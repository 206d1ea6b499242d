//! User input acquisition.
//!
//! Text reaches the service either typed into a text box or as an uploaded
//! text file. Both are normalized into an [`AnalysisInput`]: trimmed and
//! guaranteed non-blank.

use serde::{Deserialize, Serialize};
use std::path::Path;
use thiserror::Error;

/// Maximum accepted upload size (1 MiB).
pub const MAX_UPLOAD_BYTES: usize = 1024 * 1024;

/// File extensions accepted for upload.
pub const ALLOWED_EXTENSIONS: &[&str] = &["txt", "md", "csv"];

/// Errors that can occur while accepting user input.
#[derive(Debug, Clone, PartialEq, Eq, Error)]
pub enum InputError {
    #[error("Please upload a file or enter some text")]
    Empty,

    #[error("Unsupported file type '{extension}', expected one of: txt, md, csv")]
    UnsupportedFileType { extension: String },

    #[error("Uploaded file is not valid UTF-8 text")]
    InvalidEncoding,

    #[error("Uploaded file is too large: {actual} bytes exceeds maximum of {max} bytes")]
    TooLarge { max: usize, actual: usize },
}

/// Where the input text came from.
#[derive(Debug, Clone, PartialEq, Eq, Serialize, Deserialize)]
#[serde(tag = "kind", rename_all = "snake_case")]
pub enum InputSource {
    /// Typed into the text box.
    Text,
    /// Read from an uploaded file.
    Upload { file_name: String },
}

/// Validated, trimmed, non-blank input text.
#[derive(Debug, Clone, PartialEq, Eq)]
pub struct AnalysisInput {
    text: String,
    source: InputSource,
}

impl AnalysisInput {
    /// Accepts typed text.
    pub fn from_text(text: &str) -> Result<Self, InputError> {
        Ok(Self {
            text: non_blank(text)?,
            source: InputSource::Text,
        })
    }

    /// Accepts an uploaded file.
    ///
    /// The extension must be one of [`ALLOWED_EXTENSIONS`] and the content
    /// must be UTF-8 no larger than [`MAX_UPLOAD_BYTES`].
    pub fn from_upload(file_name: &str, bytes: &[u8]) -> Result<Self, InputError> {
        let extension = Path::new(file_name)
            .extension()
            .and_then(|e| e.to_str())
            .map(str::to_ascii_lowercase)
            .unwrap_or_default();

        if !ALLOWED_EXTENSIONS.contains(&extension.as_str()) {
            return Err(InputError::UnsupportedFileType { extension });
        }

        if bytes.len() > MAX_UPLOAD_BYTES {
            return Err(InputError::TooLarge {
                max: MAX_UPLOAD_BYTES,
                actual: bytes.len(),
            });
        }

        let contents = std::str::from_utf8(bytes).map_err(|_| InputError::InvalidEncoding)?;

        Ok(Self {
            text: non_blank(contents)?,
            source: InputSource::Upload {
                file_name: file_name.to_string(),
            },
        })
    }

    pub fn text(&self) -> &str {
        &self.text
    }

    pub fn source(&self) -> &InputSource {
        &self.source
    }

    pub fn into_parts(self) -> (String, InputSource) {
        (self.text, self.source)
    }
}

fn non_blank(text: &str) -> Result<String, InputError> {
    let trimmed = text.trim();
    if trimmed.is_empty() {
        return Err(InputError::Empty);
    }
    Ok(trimmed.to_string())
}
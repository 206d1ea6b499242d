//! Route configuration for analysis endpoints.

use axum::extract::DefaultBodyLimit;
use axum::routing::{get, post};
use axum::Router;

use crate::domain::input::MAX_UPLOAD_BYTES;

use super::handlers::{
    analyze_text, analyze_upload, clear_transcript, get_transcript, health, AnalysisAppState,
};

/// Headroom for multipart framing around the file body.
const MULTIPART_OVERHEAD_BYTES: usize = 64 * 1024;

/// Creates the analysis router with all endpoints.
///
/// Routes:
/// - `POST /api/analyze` - Analyze typed text
/// - `POST /api/analyze/upload` - Analyze an uploaded `.txt`, `.md` or `.csv` file
/// - `GET /api/transcript` - List the session transcript
/// - `DELETE /api/transcript` - Clear the session transcript
/// - `GET /health` - Liveness check
pub fn analysis_router() -> Router<AnalysisAppState> {
    Router::new()
        .route("/api/analyze", post(analyze_text))
        .route(
            "/api/analyze/upload",
            post(analyze_upload)
                .layer(DefaultBodyLimit::max(MAX_UPLOAD_BYTES + MULTIPART_OVERHEAD_BYTES)),
        )
        .route("/api/transcript", get(get_transcript).delete(clear_transcript))
        .route("/health", get(health))
}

* Exercise objective *
Down to the last line, return the data above exactly.

* Answer box *
repository 206d1ea6b499242d
//! User input acquisition.
//!
//! Text reaches the service either typed into a text box or as an uploaded
//! text file. Both are normalized into an [`AnalysisInput`]: trimmed and
//! guaranteed non-blank.

use serde::{Deserialize, Serialize};
use std::path::Path;
use thiserror::Error;

/// Maximum accepted upload size (1 MiB).
pub const MAX_UPLOAD_BYTES: usize = 1024 * 1024;

/// File extensions accepted for upload.
pub const ALLOWED_EXTENSIONS: &[&str] = &["txt", "md", "csv"];

/// Errors that can occur while accepting user input.
#[derive(Debug, Clone, PartialEq, Eq, Error)]
pub enum InputError {
    #[error("Please upload a file or enter some text")]
    Empty,

    #[error("Unsupported file type '{extension}', expected one of: txt, md, csv")]
    UnsupportedFileType { extension: String },

    #[error("Uploaded file is not valid UTF-8 text")]
    InvalidEncoding,

    #[error("Uploaded file is too large: {actual} bytes exceeds maximum of {max} bytes")]
    TooLarge { max: usize, actual: usize },
}

/// Where the input text came from.
#[derive(Debug, Clone, PartialEq, Eq, Serialize, Deserialize)]
#[serde(tag = "kind", rename_all = "snake_case")]
pub enum InputSource {
    /// Typed into the text box.
    Text,
    /// Read from an uploaded file.
    Upload { file_name: String },
}

/// Validated, trimmed, non-blank input text.
#[derive(Debug, Clone, PartialEq, Eq)]
pub struct AnalysisInput {
    text: String,
    source: InputSource,
}

impl AnalysisInput {
    /// Accepts typed text.
    pub fn from_text(text: &str) -> Result<Self, InputError> {
        Ok(Self {
            text: non_blank(text)?,
            source: InputSource::Text,
        })
    }

    /// Accepts an uploaded file.
    ///
    /// The extension must be one of [`ALLOWED_EXTENSIONS`] and the content
    /// must be UTF-8 no larger than [`MAX_UPLOAD_BYTES`].
    pub fn from_upload(file_name: &str, bytes: &[u8]) -> Result<Self, InputError> {
        let extension = Path::new(file_name)
            .extension()
            .and_then(|e| e.to_str())
            .map(str::to_ascii_lowercase)
            .unwrap_or_default();

        if !ALLOWED_EXTENSIONS.contains(&extension.as_str()) {
            return Err(InputError::UnsupportedFileType { extension });
        }

        if bytes.len() > MAX_UPLOAD_BYTES {
            return Err(InputError::TooLarge {
                max: MAX_UPLOAD_BYTES,
                actual: bytes.len(),
            });
        }

        let contents = std::str::from_utf8(bytes).map_err(|_| InputError::InvalidEncoding)?;

        Ok(Self {
            text: non_blank(contents)?,
            source: InputSource::Upload {
                file_name: file_name.to_string(),
            },
        })
    }

    pub fn text(&self) -> &str {
        &self.text
    }

    pub fn source(&self) -> &InputSource {
        &self.source
    }

    pub fn into_parts(self) -> (String, InputSource) {
        (self.text, self.source)
    }
}

fn non_blank(text: &str) -> Result<String, InputError> {
    let trimmed = text.trim();
    if trimmed.is_empty() {
        return Err(InputError::Empty);
    }
    Ok(trimmed.to_string())
}
repository 206d1ea6b499242d
//! Route configuration for analysis endpoints.

use axum::extract::DefaultBodyLimit;
use axum::routing::{get, post};
use axum::Router;

use crate::domain::input::MAX_UPLOAD_BYTES;

use super::handlers::{
    analyze_text, analyze_upload, clear_transcript, get_transcript, health, AnalysisAppState,
};

/// Headroom for multipart framing around the file body.
const MULTIPART_OVERHEAD_BYTES: usize = 64 * 1024;

/// Creates the analysis router with all endpoints.
///
/// Routes:
/// - `POST /api/analyze` - Analyze typed text
/// - `POST /api/analyze/upload` - Analyze an uploaded `.txt`, `.md` or `.csv` file
/// - `GET /api/transcript` - List the session transcript
/// - `DELETE /api/transcript` - Clear the session transcript
/// - `GET /health` - Liveness check
pub fn analysis_router() -> Router<AnalysisAppState> {
    Router::new()
        .route("/api/analyze", post(analyze_text))
        .route(
            "/api/analyze/upload",
            post(analyze_upload)
                .layer(DefaultBodyLimit::max(MAX_UPLOAD_BYTES + MULTIPART_OVERHEAD_BYTES)),
        )
        .route("/api/transcript", get(get_transcript).delete(clear_transcript))
        .route("/health", get(health))
}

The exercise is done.